2) Depressive feelings are experienced by all people and are a normal component of disappointment and grief. Depression may be a symptom of a mental disorder (such as bipolar disorder, an anxiety disorder, or schizophrenia) or of other medical diseases, ranging from diabetes and thyroid disorders to postviral syndromes. As one of the most prevalent diseases globally and an important cause of disability, depressive disorder is responsible for as many as one of every five visits to primary care doctors; it occurs everywhere and affects members of all ethnic groups. The rates of depression are increasing, and the disorder is nearly twice as common among the poor as among the wealthy.

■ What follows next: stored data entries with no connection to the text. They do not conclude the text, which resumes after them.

use crate::bufmgr::bo::{BoArena, BoEntry, BoId, BufferObject};
use crate::bufmgr::manager::ManagerState;
use crate::bufmgr::{GemDevice, MapKind};
use crate::drm::ioctl::{I915_GEM_DOMAIN_CPU, I915_GEM_DOMAIN_GTT};
use crate::error::BufmgrResult;
use std::collections::BTreeMap;
use std::ptr::NonNull;

/// A live process mapping of a buffer object.
#[derive(Debug, Clone, Copy, PartialEq, Eq)]
pub(crate) struct CpuMapping(NonNull<u8>);

// The pointer is only dereferenced by callers of `map`, never by the manager.
unsafe impl Send for CpuMapping {}

impl CpuMapping {
    pub(crate) const fn new(ptr: NonNull<u8>) -> Self {
        Self(ptr)
    }

    pub(crate) const fn as_ptr(self) -> NonNull<u8> {
        self.0
    }
}

/// Per-object mapping state.
#[derive(Debug, Default)]
pub(crate) struct Mappings {
    slots: [Option<CpuMapping>; 3],
    /// Outstanding `map` calls not yet balanced by `unmap`.
    pub map_count: u32,
    /// Position in the closed-mapping LRU while `map_count` is 0 and mappings remain.
    lru_key: Option<u64>,
    /// User memory backing a userptr object.
    pub user: Option<CpuMapping>,
}

impl Mappings {
    pub(crate) fn live(&self) -> usize {
        self.slots.iter().flatten().count()
    }

    pub(crate) fn get(&self, kind: MapKind) -> Option<CpuMapping> {
        self.slots[kind.slot()]
    }

    fn take_all(&mut self) -> [Option<CpuMapping>; 3] {
        std::mem::take(&mut self.slots)
    }
}

/// Bounds the number of mappings kept alive for objects nobody has mapped.
///
/// Unmapped objects keep their mappings on an LRU so a later `map` is free; the oldest are
/// torn down once the cache grows past `max - 2 * open`.
#[derive(Debug)]
pub(crate) struct VmaCache {
    /// Negative disables the limit.
    max: i32,
    /// Objects with a non-zero `map_count`.
    open: usize,
    /// Mappings held by objects on the LRU.
    cached: usize,
    lru: BTreeMap<u64, BoId>,
    next_key: u64,
}

impl VmaCache {
    pub(crate) const fn new(max: i32) -> Self {
        Self {
            max,
            open: 0,
            cached: 0,
            lru: BTreeMap::new(),
            next_key: 0,
        }
    }

    pub(crate) const fn open_count(&self) -> usize {
        self.open
    }

    pub(crate) const fn cached_count(&self) -> usize {
        self.cached
    }

    /// First `map` of an object: its mappings stop counting as cached.
    fn open(&mut self, maps: &mut Mappings) {
        self.open += 1;
        if let Some(key) = maps.lru_key.take() {
            self.lru.remove(&key);
        }
        self.cached = self.cached.saturating_sub(maps.live());
    }

    /// Last `unmap` of an object: its mappings become reclaimable.
    fn close(&mut self, id: BoId, maps: &mut Mappings) {
        self.open = self.open.saturating_sub(1);
        let key = self.next_key;
        self.next_key += 1;
        self.lru.insert(key, id);
        maps.lru_key = Some(key);
        self.cached += maps.live();
    }

    fn limit(&self) -> Option<usize> {
        let max = usize::try_from(self.max).ok()?;
        Some(max.saturating_sub(2 * self.open))
    }
}

fn unmap_all(device: &dyn GemDevice, entry: &mut BoEntry) {
    for mapping in entry.maps.take_all().into_iter().flatten() {
        if let Err(e) = device.munmap(mapping.as_ptr(), entry.size) {
            log::warn!("munmap of bo {} failed: {e}", entry.handle);
        }
    }
}

/// Tears down closed mappings, oldest first, until the cache is within its limit.
pub(crate) fn purge(vma: &mut VmaCache, arena: &mut BoArena, device: &dyn GemDevice) {
    let Some(limit) = vma.limit() else {
        return;
    };

    while vma.cached > limit {
        let Some((_, id)) = vma.lru.pop_first() else {
            break;
        };
        let Some(entry) = arena.get_mut(id) else {
            continue;
        };
        entry.maps.lru_key = None;
        vma.cached = vma.cached.saturating_sub(entry.maps.live());
        log::trace!("vma cache: unmapping bo {}", entry.handle);
        unmap_all(device, entry);
    }
}

/// Drops every mapping of an object that is being freed or cached.
pub(crate) fn release(vma: &mut VmaCache, entry: &mut BoEntry, device: &dyn GemDevice) {
    if entry.maps.map_count > 0 {
        log::debug!(
            "bo {} ({}) released with map count {}",
            entry.handle,
            entry.name,
            entry.maps.map_count
        );
        entry.maps.map_count = 0;
        vma.open = vma.open.saturating_sub(1);
    } else if let Some(key) = entry.maps.lru_key.take() {
        vma.lru.remove(&key);
        vma.cached = vma.cached.saturating_sub(entry.maps.live());
    }
    unmap_all(device, entry);
}

impl ManagerState {
    fn map_locked(
        &mut self,
        device: &dyn GemDevice,
        id: BoId,
        kind: MapKind,
    ) -> BufmgrResult<NonNull<u8>> {
        let entry = &mut self.arena[id];
        if let Some(user) = entry.maps.user {
            return Ok(user.as_ptr());
        }

        if entry.maps.map_count == 0 {
            self.vma.open(&mut entry.maps);
        }
        entry.maps.map_count += 1;

        let ptr = match entry.maps.get(kind) {
            Some(mapping) => mapping.as_ptr(),
            None => match device.mmap(entry.handle, entry.size, kind) {
                Ok(ptr) => {
                    entry.maps.slots[kind.slot()] = Some(CpuMapping::new(ptr));
                    log::debug!(
                        "bo_map {kind:?}: {} ({}) -> {ptr:p}, map count {}",
                        entry.handle,
                        entry.name,
                        entry.maps.map_count
                    );
                    ptr
                }
                Err(e) => {
                    log::warn!("error mapping bo {} ({}): {e}", entry.handle, entry.name);
                    entry.maps.map_count -= 1;
                    if entry.maps.map_count == 0 {
                        self.vma.close(id, &mut entry.maps);
                    }
                    purge(&mut self.vma, &mut self.arena, device);
                    return Err(e.into());
                }
            },
        };

        purge(&mut self.vma, &mut self.arena, device);
        Ok(ptr)
    }

    fn unmap_locked(&mut self, device: &dyn GemDevice, id: BoId) {
        let entry = &mut self.arena[id];
        if entry.maps.user.is_some() {
            return;
        }
        if entry.maps.map_count == 0 {
            log::warn!("attempted to unmap an unmapped bo {} ({})", entry.handle, entry.name);
            return;
        }

        entry.maps.map_count -= 1;
        if entry.maps.map_count == 0 {
            self.vma.close(id, &mut entry.maps);
            purge(&mut self.vma, &mut self.arena, device);
        }
    }
}

impl BufferObject {
    fn map_inner(&self, kind: MapKind, write: bool, sync: bool) -> BufmgrResult<NonNull<u8>> {
        let ptr = {
            let mut state = self.mgr.lock();
            state.map_locked(self.mgr.device.as_ref(), self.id, kind)?
        };

        if sync {
            let domain = match kind {
                MapKind::Cpu => I915_GEM_DOMAIN_CPU,
                MapKind::Wc | MapKind::Gtt => I915_GEM_DOMAIN_GTT,
            };
            let write_domain = if write { domain } else { 0 };
            if let Err(e) = self.mgr.device.set_domain(self.handle(), domain, write_domain) {
                log::warn!("error moving bo {} to domain {domain:#x}: {e}", self.handle());
            }
        }
        Ok(ptr)
    }

    /// Maps the object into the process and waits until the CPU may access it.
    ///
    /// Mappings are cached per kind; every successful call must be balanced by
    /// [`BufferObject::unmap`]. Userptr objects return their user memory.
    ///
    /// # Errors
    /// Propagates the kernel error of the first mapping.
    pub fn map(&self, kind: MapKind, write: bool) -> BufmgrResult<NonNull<u8>> {
        self.map_inner(kind, write, true)
    }

    /// Maps the object without synchronising with the GPU.
    ///
    /// # Errors
    /// Propagates the kernel error of the first mapping.
    pub fn map_unsynchronized(&self, kind: MapKind) -> BufmgrResult<NonNull<u8>> {
        self.map_inner(kind, true, false)
    }

    /// Balances one [`BufferObject::map`]. The mapping stays cached until evicted.
    ///
    /// An unbalanced call is logged and ignored.
    pub fn unmap(&self, kind: MapKind) {
        let mut state = self.mgr.lock();
        log::trace!("bo_unmap {kind:?}: {}", self.handle());
        state.unmap_locked(self.mgr.device.as_ref(), self.id);
    }

    /// Number of outstanding `map` calls.
    #[must_use]
    pub fn map_count(&self) -> u32 {
        self.mgr.lock().arena[self.id].maps.map_count
    }
}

3) But the way in which depression is confronted, discussed, and managed varies among social worlds, and cultural meanings and practices shape its course. Culture influences the experience of symptoms, the idioms used to report them, decisions about treatment, doctor-patient interactions, the likelihood of outcomes such as suicide, and the practices of professionals. As a result, some conditions are universal and some culturally distinct, but all are meaningful within particular contexts.
4) Among refugees, depressive affect and disorder are common aspects of collective and personal experiences of loss and trauma. Various patterns of somatization are found among depressed patients from many ethnic groups, and even among Latinos. For example, Mexican Americans, Puerto Ricans, and Cuban Americans may report different symptoms. Add differences in sex, age, social class, education, and degree of biculturalism, and the question of cultural influence becomes murky enough to discourage any form of ethnic stereotyping. Inasmuch as black women have lower rates of depression and suicide than white women, and immigrants lower rates of depression than their descendants, some cultural effects may be protective factors rather than risk factors. In a complex, postmodern society like that of the US -- where it is often hard to determine the cultural norm or how experience differs among or within communities -- cultural differences can affect any patient-doctor interaction.